--- EXTRACTED MATERIAL Enclosed Below ---

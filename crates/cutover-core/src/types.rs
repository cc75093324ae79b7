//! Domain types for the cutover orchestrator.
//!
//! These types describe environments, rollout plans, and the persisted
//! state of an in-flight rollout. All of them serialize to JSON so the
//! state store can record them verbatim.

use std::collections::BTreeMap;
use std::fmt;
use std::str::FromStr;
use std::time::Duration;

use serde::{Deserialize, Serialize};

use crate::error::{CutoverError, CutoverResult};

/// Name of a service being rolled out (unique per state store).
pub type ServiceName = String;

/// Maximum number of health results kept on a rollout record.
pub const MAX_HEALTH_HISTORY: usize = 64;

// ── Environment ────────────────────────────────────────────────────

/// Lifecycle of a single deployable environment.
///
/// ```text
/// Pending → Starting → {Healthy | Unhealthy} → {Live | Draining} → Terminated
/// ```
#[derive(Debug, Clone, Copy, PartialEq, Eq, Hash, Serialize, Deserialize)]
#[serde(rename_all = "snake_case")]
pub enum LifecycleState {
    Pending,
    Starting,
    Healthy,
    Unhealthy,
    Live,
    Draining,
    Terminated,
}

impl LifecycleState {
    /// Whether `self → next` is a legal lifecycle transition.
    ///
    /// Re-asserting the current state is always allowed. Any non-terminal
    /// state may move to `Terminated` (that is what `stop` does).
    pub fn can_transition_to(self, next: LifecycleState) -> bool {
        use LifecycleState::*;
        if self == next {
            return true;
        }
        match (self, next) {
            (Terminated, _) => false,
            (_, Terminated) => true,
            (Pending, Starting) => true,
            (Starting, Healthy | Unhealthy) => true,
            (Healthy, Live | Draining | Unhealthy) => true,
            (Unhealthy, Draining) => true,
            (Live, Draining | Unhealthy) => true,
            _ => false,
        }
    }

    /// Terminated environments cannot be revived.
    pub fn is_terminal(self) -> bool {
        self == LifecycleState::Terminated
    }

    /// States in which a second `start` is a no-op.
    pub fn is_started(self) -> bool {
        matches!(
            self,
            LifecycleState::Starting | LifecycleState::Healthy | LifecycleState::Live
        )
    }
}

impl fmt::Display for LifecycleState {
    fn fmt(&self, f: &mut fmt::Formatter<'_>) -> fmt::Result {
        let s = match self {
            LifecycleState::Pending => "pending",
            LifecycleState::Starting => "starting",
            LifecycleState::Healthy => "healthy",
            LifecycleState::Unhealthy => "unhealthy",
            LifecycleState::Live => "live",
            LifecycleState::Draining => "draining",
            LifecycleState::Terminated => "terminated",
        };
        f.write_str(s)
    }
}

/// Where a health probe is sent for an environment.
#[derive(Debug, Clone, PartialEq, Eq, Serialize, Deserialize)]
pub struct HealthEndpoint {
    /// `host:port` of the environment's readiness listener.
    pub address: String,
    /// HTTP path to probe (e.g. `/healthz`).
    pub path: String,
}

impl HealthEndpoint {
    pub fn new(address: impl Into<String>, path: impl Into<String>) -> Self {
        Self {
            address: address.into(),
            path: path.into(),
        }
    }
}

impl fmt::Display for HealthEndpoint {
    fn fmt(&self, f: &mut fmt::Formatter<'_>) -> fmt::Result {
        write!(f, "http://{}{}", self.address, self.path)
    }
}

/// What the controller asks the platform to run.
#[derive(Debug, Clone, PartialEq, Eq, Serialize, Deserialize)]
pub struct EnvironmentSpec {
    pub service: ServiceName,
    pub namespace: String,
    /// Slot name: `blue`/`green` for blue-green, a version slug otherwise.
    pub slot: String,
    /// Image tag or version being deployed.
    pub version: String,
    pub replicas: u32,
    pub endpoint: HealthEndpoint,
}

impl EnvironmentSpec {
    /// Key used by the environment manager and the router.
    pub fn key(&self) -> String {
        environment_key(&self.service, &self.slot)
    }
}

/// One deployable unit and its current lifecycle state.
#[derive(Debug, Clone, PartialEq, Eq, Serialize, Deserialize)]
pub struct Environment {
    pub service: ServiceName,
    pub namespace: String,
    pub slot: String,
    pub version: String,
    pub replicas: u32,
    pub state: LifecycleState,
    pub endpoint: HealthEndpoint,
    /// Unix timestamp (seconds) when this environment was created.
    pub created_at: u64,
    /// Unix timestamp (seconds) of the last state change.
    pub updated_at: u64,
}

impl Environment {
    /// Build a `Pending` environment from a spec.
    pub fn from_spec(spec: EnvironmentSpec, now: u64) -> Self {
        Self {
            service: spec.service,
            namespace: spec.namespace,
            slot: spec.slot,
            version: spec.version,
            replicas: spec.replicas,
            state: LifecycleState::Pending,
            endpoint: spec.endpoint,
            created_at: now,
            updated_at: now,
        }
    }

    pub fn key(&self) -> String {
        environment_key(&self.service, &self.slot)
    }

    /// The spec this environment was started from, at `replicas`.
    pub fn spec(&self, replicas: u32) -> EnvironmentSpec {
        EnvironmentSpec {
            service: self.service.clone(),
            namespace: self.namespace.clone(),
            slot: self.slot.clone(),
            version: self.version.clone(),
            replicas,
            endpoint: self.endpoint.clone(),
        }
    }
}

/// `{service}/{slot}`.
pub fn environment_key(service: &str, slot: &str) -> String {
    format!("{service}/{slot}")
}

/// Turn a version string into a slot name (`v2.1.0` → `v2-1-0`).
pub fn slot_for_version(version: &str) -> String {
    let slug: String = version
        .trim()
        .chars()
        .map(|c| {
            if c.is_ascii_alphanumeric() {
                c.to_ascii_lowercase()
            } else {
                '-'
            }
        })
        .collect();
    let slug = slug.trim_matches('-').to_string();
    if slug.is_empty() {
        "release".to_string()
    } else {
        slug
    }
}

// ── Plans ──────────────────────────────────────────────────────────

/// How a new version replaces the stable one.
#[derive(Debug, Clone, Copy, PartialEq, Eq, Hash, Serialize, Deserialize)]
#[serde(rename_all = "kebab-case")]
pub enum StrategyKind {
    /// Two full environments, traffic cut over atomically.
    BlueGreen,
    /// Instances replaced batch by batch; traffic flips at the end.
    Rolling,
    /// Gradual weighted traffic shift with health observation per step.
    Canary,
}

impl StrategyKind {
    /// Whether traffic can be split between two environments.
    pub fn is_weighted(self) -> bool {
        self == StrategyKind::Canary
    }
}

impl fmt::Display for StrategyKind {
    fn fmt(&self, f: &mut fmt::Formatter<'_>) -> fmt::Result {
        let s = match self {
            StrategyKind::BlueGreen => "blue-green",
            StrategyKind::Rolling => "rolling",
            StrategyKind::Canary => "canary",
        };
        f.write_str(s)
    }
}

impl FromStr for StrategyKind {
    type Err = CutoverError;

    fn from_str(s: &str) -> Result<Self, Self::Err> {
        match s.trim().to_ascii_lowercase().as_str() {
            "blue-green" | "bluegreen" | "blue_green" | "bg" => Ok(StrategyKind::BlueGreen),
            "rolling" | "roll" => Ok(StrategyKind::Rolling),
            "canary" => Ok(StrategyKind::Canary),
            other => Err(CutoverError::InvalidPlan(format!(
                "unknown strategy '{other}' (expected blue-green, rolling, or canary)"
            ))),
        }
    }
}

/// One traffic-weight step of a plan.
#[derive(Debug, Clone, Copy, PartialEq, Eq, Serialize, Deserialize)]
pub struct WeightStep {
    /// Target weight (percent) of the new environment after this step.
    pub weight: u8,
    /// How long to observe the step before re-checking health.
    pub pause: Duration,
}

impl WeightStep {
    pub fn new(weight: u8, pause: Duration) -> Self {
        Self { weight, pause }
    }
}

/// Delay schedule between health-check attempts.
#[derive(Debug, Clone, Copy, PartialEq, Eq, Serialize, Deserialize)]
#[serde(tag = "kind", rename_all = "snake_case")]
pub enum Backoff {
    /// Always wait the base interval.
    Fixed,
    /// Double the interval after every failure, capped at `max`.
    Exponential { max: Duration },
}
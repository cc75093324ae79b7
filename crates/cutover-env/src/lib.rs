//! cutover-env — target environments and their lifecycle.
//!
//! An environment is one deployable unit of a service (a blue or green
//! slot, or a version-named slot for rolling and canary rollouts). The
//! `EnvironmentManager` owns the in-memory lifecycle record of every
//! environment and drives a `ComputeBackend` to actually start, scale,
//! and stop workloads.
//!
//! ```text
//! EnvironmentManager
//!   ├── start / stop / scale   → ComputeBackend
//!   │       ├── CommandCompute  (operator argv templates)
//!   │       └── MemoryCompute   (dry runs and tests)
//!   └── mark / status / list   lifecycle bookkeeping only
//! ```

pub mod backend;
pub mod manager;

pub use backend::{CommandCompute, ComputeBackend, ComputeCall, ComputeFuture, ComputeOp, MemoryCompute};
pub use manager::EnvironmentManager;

--- End of Enclosed EXTRACTED MATERIAL ---
--- EXTRACTED MATERIAL Enclosed Below ---

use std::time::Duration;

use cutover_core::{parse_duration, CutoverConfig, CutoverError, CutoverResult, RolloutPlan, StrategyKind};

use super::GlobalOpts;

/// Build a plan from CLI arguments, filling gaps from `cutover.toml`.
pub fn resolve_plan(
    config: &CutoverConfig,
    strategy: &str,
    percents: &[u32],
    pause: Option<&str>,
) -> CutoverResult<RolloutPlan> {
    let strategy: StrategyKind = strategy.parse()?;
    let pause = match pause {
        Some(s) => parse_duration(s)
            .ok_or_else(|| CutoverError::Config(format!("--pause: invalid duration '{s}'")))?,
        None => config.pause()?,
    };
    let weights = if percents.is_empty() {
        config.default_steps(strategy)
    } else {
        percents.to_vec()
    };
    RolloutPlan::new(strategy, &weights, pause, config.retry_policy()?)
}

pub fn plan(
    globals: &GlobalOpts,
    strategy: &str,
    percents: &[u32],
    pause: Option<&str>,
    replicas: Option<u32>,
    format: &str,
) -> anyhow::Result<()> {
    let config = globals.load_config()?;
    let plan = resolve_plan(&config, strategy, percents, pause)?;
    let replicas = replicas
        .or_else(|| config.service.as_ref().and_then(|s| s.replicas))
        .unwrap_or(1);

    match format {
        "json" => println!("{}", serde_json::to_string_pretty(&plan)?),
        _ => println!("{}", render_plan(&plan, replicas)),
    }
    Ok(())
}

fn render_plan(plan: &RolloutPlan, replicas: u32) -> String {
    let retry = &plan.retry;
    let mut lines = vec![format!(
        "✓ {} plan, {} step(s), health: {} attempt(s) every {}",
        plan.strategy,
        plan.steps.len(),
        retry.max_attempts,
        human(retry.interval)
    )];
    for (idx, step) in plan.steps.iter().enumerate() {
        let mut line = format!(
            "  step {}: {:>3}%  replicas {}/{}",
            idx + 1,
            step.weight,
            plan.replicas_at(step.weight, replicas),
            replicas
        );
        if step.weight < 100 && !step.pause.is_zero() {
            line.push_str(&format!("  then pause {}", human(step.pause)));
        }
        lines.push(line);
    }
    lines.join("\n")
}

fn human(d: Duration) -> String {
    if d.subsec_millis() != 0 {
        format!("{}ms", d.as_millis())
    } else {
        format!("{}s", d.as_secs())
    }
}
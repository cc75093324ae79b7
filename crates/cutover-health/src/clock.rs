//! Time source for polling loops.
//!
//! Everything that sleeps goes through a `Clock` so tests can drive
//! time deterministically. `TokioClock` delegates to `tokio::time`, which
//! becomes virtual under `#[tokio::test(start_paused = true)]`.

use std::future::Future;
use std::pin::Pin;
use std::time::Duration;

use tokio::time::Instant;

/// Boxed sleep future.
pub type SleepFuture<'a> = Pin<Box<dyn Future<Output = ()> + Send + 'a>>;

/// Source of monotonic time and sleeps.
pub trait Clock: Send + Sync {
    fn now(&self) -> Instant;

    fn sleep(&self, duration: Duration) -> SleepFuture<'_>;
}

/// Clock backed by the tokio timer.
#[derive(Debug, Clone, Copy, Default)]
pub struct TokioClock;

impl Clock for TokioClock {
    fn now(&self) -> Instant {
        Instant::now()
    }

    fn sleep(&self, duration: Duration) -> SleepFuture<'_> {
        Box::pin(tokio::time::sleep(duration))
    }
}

--- End of Enclosed EXTRACTED MATERIAL ---

Out of the listing above, reproduce exactly the lines from the one with "filename crates/cutover-core/src/types.rs" up to and including the one with "record them verbatim.".

filename crates/cutover-core/src/types.rs
repository cc75093324ae79b7
//! Domain types for the cutover orchestrator.
//!
//! These types describe environments, rollout plans, and the persisted
//! state of an in-flight rollout. All of them serialize to JSON so the
//! state store can record them verbatim.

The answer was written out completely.